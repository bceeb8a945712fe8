/// Combination records, the support table and the [mix_data::MixData] bundle
pub mod mix_data;
/// JSON/YAML loading helpers
pub mod deserialize;
pub mod errors;
#[cfg(test)]
mod tests;
/*
 * Copyright 2021 Constantin A. <emoji.builder@c1710.de>
 *
 * Licensed under the Apache License, Version 2.0 (the "License");
 * you may not use this file except in compliance with the License.
 * You may obtain a copy of the License at
 *
 *     http://www.apache.org/licenses/LICENSE-2.0
 *
 * Unless required by applicable law or agreed to in writing, software
 * distributed under the License is distributed on an "AS IS" BASIS,
 * WITHOUT WARRANTIES OR CONDITIONS OF ANY KIND, either express or implied.
 * See the License for the specific language governing permissions and
 * limitations under the License.
 */
//! Formatting of image URLs.
//!
//! The image host expects
//! `{base}/{date}/{left}/{left}_{right}.png`
//! with every identifier written as `u`-prefixed hex groups (`u1fa84-ufe0f`).

use itertools::Itertools;

use crate::tables::mix_data::CombinationRecord;

/// Where the combined images are hosted
pub const BASE_IMAGE_URL: &str = "https://www.gstatic.com/android/keyboard/emojikitchen";

/// Converts an identifier to the form used in image paths
/// ```
/// use emoji_mix::mixer::url::build_identifier_url_part;
///
/// assert_eq!(build_identifier_url_part("1FA84-fe0f"), "u1fa84-ufe0f");
/// assert_eq!(build_identifier_url_part("1f525"), "u1f525");
/// ```
pub fn build_identifier_url_part(identifier: &str) -> String {
    identifier.split('-')
        .map(|group| format!("u{}", group.to_lowercase()))
        .join("-")
}

/// Builds the URL of the image for a combination.
/// The left identifier appears twice: once as the directory and once in the file name.
/// ```
/// use emoji_mix::{BASE_IMAGE_URL, CanonicalIdentifier, CombinationRecord};
/// use emoji_mix::mixer::url::build_image_url;
///
/// let record = CombinationRecord::new(
///     CanonicalIdentifier::parse("1f525").unwrap(),
///     CanonicalIdentifier::parse("1f603").unwrap(),
///     "20230301"
/// );
/// assert_eq!(
///     build_image_url(BASE_IMAGE_URL, &record),
///     "https://www.gstatic.com/android/keyboard/emojikitchen/20230301/u1f525/u1f525_u1f603.png"
/// );
/// ```
pub fn build_image_url(base_url: &str, record: &CombinationRecord) -> String {
    let left = build_identifier_url_part(record.left_identifier.as_str());
    let right = build_identifier_url_part(record.right_identifier.as_str());
    format!("{}/{}/{}/{}_{}.png", base_url.trim_end_matches('/'), record.date, left, left, right)
}
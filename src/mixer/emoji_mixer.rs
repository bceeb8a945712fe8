/*
 * Copyright 2021 Constantin A. <emoji.builder@c1710.de>
 *
 * Licensed under the Apache License, Version 2.0 (the "License");
 * you may not use this file except in compliance with the License.
 * You may obtain a copy of the License at
 *
 *     http://www.apache.org/licenses/LICENSE-2.0
 *
 * Unless required by applicable law or agreed to in writing, software
 * distributed under the License is distributed on an "AS IS" BASIS,
 * WITHOUT WARRANTIES OR CONDITIONS OF ANY KIND, either express or implied.
 * See the License for the specific language governing permissions and
 * limitations under the License.
 */
//! The entry point: from two emojis to the URL of their combined image.

use crate::identifiers::classifier::{EmojiClassifier, UnicodeEmojiClassifier};
use crate::identifiers::errors::NormalizeError;
use crate::identifiers::identifier::CanonicalIdentifier;
use crate::identifiers::normalizer::normalize;
use crate::mixer::config::MixerConfig;
use crate::mixer::errors::{MixError, Side};
use crate::mixer::resolver::resolve;
use crate::mixer::url::build_image_url;
use crate::tables::mix_data::{CombinationRecord, MixData};

/// Builds image URLs for emoji combinations based on some [MixData].
///
/// There are two ways of asking for a URL:
/// - [EmojiMixer::try_mix_url] returns `Ok(None)` whenever there is no image,
/// - [EmojiMixer::mix_url] tells you why there is no image.
///
/// Outdated identifiers are an error in both of them (unless legacy remapping is enabled).
///
/// # Examples
/// ```
/// use emoji_mix::{CanonicalIdentifier, CombinationRecord, EmojiMixer, MixData, SupportTable};
///
/// let fire = CanonicalIdentifier::parse("1f525").unwrap();
/// let smiley = CanonicalIdentifier::parse("1f603").unwrap();
/// let mut table = SupportTable::new();
/// table.insert(CombinationRecord::new(fire.clone(), smiley.clone(), "20230301"));
/// table.insert_key(fire.clone());
///
/// let mixer = EmojiMixer::new(MixData::new(vec![fire, smiley], table).unwrap());
///
/// assert_eq!(
///     mixer.try_mix_url("🔥", "😃", false).unwrap().unwrap(),
///     "https://www.gstatic.com/android/keyboard/emojikitchen/20230301/u1f525/u1f525_u1f603.png"
/// );
/// assert!(mixer.mix_url("🔥", "🔥", false).is_err());
/// ```
#[derive(Debug, Clone)]
pub struct EmojiMixer<C = UnicodeEmojiClassifier> {
    data: MixData,
    config: MixerConfig,
    classifier: C,
}

impl EmojiMixer<UnicodeEmojiClassifier> {
    pub fn new(data: MixData) -> Self {
        Self::with_config(data, MixerConfig::default())
    }

    pub fn with_config(data: MixData, config: MixerConfig) -> Self {
        Self::with_classifier(data, config, UnicodeEmojiClassifier)
    }
}

impl<C> EmojiMixer<C>
    where C: EmojiClassifier {
    /// Uses another predicate to decide what counts as a single emoji
    pub fn with_classifier(data: MixData, config: MixerConfig, classifier: C) -> Self {
        Self {
            data,
            config,
            classifier,
        }
    }

    pub fn data(&self) -> &MixData {
        &self.data
    }

    pub fn config(&self) -> &MixerConfig {
        &self.config
    }

    /// Converts an emoji or an identifier string into the identifier used by the data.
    /// See [normalize] for the details.
    pub fn to_canonical_identifier(&self, input: &str, legacy_remap: bool) -> Result<Option<CanonicalIdentifier>, NormalizeError> {
        normalize(input, legacy_remap, &self.data, &self.classifier)
    }

    /// All known combinations that have `emoji` on the right-hand side,
    /// or `None` if it can't be combined at all.
    pub fn check_supported(&self, emoji: &str, legacy_remap: bool) -> Result<Option<&[CombinationRecord]>, NormalizeError> {
        Ok(self.to_canonical_identifier(emoji, legacy_remap)?
            .and_then(|identifier| self.data.support_table().get(&identifier)))
    }

    /// The most recent record combining both identifiers
    pub fn resolve_combination(&self, left: &CanonicalIdentifier, right: &CanonicalIdentifier) -> Option<&CombinationRecord> {
        resolve(self.data.support_table(), left, right)
    }

    /// The image URL for `record` using the configured base URL
    pub fn build_image_url(&self, record: &CombinationRecord) -> String {
        build_image_url(&self.config.base_url, record)
    }

    /// Returns the image URL combining `left` and `right`, `Ok(None)` if there is none.
    pub fn try_mix_url(&self, left: &str, right: &str, legacy_remap: bool) -> Result<Option<String>, NormalizeError> {
        match self.mix_url(left, right, legacy_remap) {
            Ok(url) => Ok(Some(url)),
            Err(MixError::Normalize(error)) => Err(error),
            Err(error) => {
                debug!("No mix for {:?} and {:?}: {}", left, right, error);
                Ok(None)
            }
        }
    }

    /// Returns the image URL combining `left` and `right` or the reason why there is none.
    ///
    /// The checks run in a fixed order, the first failing one is reported:
    /// 1. both inputs are identifiers or emojis (left first),
    /// 2. both identifiers are supported by the service (left first),
    /// 3. there is a combination of both.
    pub fn mix_url(&self, left: &str, right: &str, legacy_remap: bool) -> Result<String, MixError> {
        let left_identifier = self.normalize_argument(left, Side::Left, legacy_remap)?;
        let right_identifier = self.normalize_argument(right, Side::Right, legacy_remap)?;

        self.ensure_supported(&left_identifier, Side::Left)?;
        self.ensure_supported(&right_identifier, Side::Right)?;

        match self.resolve_combination(&left_identifier, &right_identifier) {
            Some(record) => Ok(self.build_image_url(record)),
            None => {
                let compatible = self.data.support_table()
                    .compatible_with(&right_identifier)
                    .into_iter()
                    .cloned()
                    .collect();
                Err(MixError::NoCombination {
                    left: left_identifier,
                    right: right_identifier,
                    compatible,
                })
            }
        }
    }

    /// Picks [EmojiMixer::mix_url] or [EmojiMixer::try_mix_url] depending on `detailed_errors`.
    ///
    /// In quiet mode, the only error that can occur is [MixError::Normalize].
    pub fn get_mix_url(&self, left: &str, right: &str, detailed_errors: bool, legacy_remap: bool) -> Result<Option<String>, MixError> {
        if detailed_errors {
            self.mix_url(left, right, legacy_remap).map(Some)
        } else {
            self.try_mix_url(left, right, legacy_remap).map_err(MixError::from)
        }
    }

    /// [EmojiMixer::get_mix_url] with the flags from the [MixerConfig]
    pub fn mix_url_with_config(&self, left: &str, right: &str) -> Result<Option<String>, MixError> {
        self.get_mix_url(left, right, self.config.detailed_errors, self.config.legacy_remap)
    }

    fn normalize_argument(&self, input: &str, side: Side, legacy_remap: bool) -> Result<CanonicalIdentifier, MixError> {
        self.to_canonical_identifier(input, legacy_remap)?
            .ok_or_else(|| MixError::InvalidInput {
                side,
                input: input.to_owned(),
            })
    }

    fn ensure_supported(&self, identifier: &CanonicalIdentifier, side: Side) -> Result<(), MixError> {
        if self.data.is_supported(identifier) {
            Ok(())
        } else {
            Err(MixError::NotSupported {
                side,
                identifier: identifier.clone(),
            })
        }
    }
}
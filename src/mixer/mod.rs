/// Symmetric lookup of combinations
pub mod resolver;
/// Image URL formatting
pub mod url;
pub mod config;
pub mod errors;
/// The [EmojiMixer] itself
pub mod emoji_mixer;

pub use emoji_mixer::EmojiMixer;
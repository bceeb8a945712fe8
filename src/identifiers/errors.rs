/*
 * Copyright 2021 Constantin A. <emoji.builder@c1710.de>
 *
 * Licensed under the Apache License, Version 2.0 (the "License");
 * you may not use this file except in compliance with the License.
 * You may obtain a copy of the License at
 *
 *     http://www.apache.org/licenses/LICENSE-2.0
 *
 * Unless required by applicable law or agreed to in writing, software
 * distributed under the License is distributed on an "AS IS" BASIS,
 * WITHOUT WARRANTIES OR CONDITIONS OF ANY KIND, either express or implied.
 * See the License for the specific language governing permissions and
 * limitations under the License.
 */

use std::fmt::{Display, Formatter};

use crate::identifiers::identifier::CanonicalIdentifier;

/// An error raised while normalizing an emoji input.
#[derive(Debug, Clone, PartialEq, Eq)]
pub enum NormalizeError {
    /// The input is a known emoji, but the combination service dropped (or renumbered) it.
    /// Legacy remapping might turn it into a current identifier.
    Outdated {
        identifier: CanonicalIdentifier,
        input: String
    }
}

impl Display for NormalizeError {
    fn fmt(&self, f: &mut Formatter<'_>) -> std::fmt::Result {
        match self {
            NormalizeError::Outdated { identifier, input } => write!(
                f,
                "the emoji identifier {} (from input {:?}) is outdated or not supported anymore; \
                 enable legacy remapping to convert it to a current identifier",
                identifier,
                input
            )
        }
    }
}

impl std::error::Error for NormalizeError {}
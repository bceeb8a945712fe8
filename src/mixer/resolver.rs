/*
 * Copyright 2021 Constantin A. <emoji.builder@c1710.de>
 *
 * Licensed under the Apache License, Version 2.0 (the "License");
 * you may not use this file except in compliance with the License.
 * You may obtain a copy of the License at
 *
 *     http://www.apache.org/licenses/LICENSE-2.0
 *
 * Unless required by applicable law or agreed to in writing, software
 * distributed under the License is distributed on an "AS IS" BASIS,
 * WITHOUT WARRANTIES OR CONDITIONS OF ANY KIND, either express or implied.
 * See the License for the specific language governing permissions and
 * limitations under the License.
 */

use itertools::Itertools;

use crate::identifiers::identifier::CanonicalIdentifier;
use crate::tables::mix_data::{CombinationRecord, SupportTable};

/// Finds the most recent record combining `left` and `right` (in either orientation).
///
/// Only the records filed under `right` are searched. Records with the same date keep their
/// table order, so the first one listed wins.
/// An identifier that is not in the table at all simply has no combinations.
/// # Examples
/// ```
/// use emoji_mix::{CanonicalIdentifier, CombinationRecord, SupportTable};
/// use emoji_mix::mixer::resolver::resolve;
///
/// let fire = CanonicalIdentifier::parse("1f525").unwrap();
/// let smiley = CanonicalIdentifier::parse("1f603").unwrap();
///
/// let mut table = SupportTable::new();
/// table.insert(CombinationRecord::new(fire.clone(), smiley.clone(), "20201001"));
/// table.insert(CombinationRecord::new(fire.clone(), smiley.clone(), "20230301"));
///
/// assert_eq!(resolve(&table, &fire, &smiley).unwrap().date, "20230301");
/// assert!(resolve(&table, &smiley, &fire).is_none());
/// ```
pub fn resolve<'a>(
    table: &'a SupportTable,
    left: &CanonicalIdentifier,
    right: &CanonicalIdentifier
) -> Option<&'a CombinationRecord> {
    let records = table.get(right)?;
    let candidates = records.iter()
        .filter(|record| record.combines(left, right))
        .collect_vec();
    trace!("{} candidate(s) for {} + {}", candidates.len(), left, right);

    // sorted_by is stable
    candidates.into_iter()
        .sorted_by(|a, b| b.date.cmp(&a.date))
        .next()
}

--*--

Requirement:
In the records above, how many lines contain the word "used"? Say only the number.

Exercise result:
2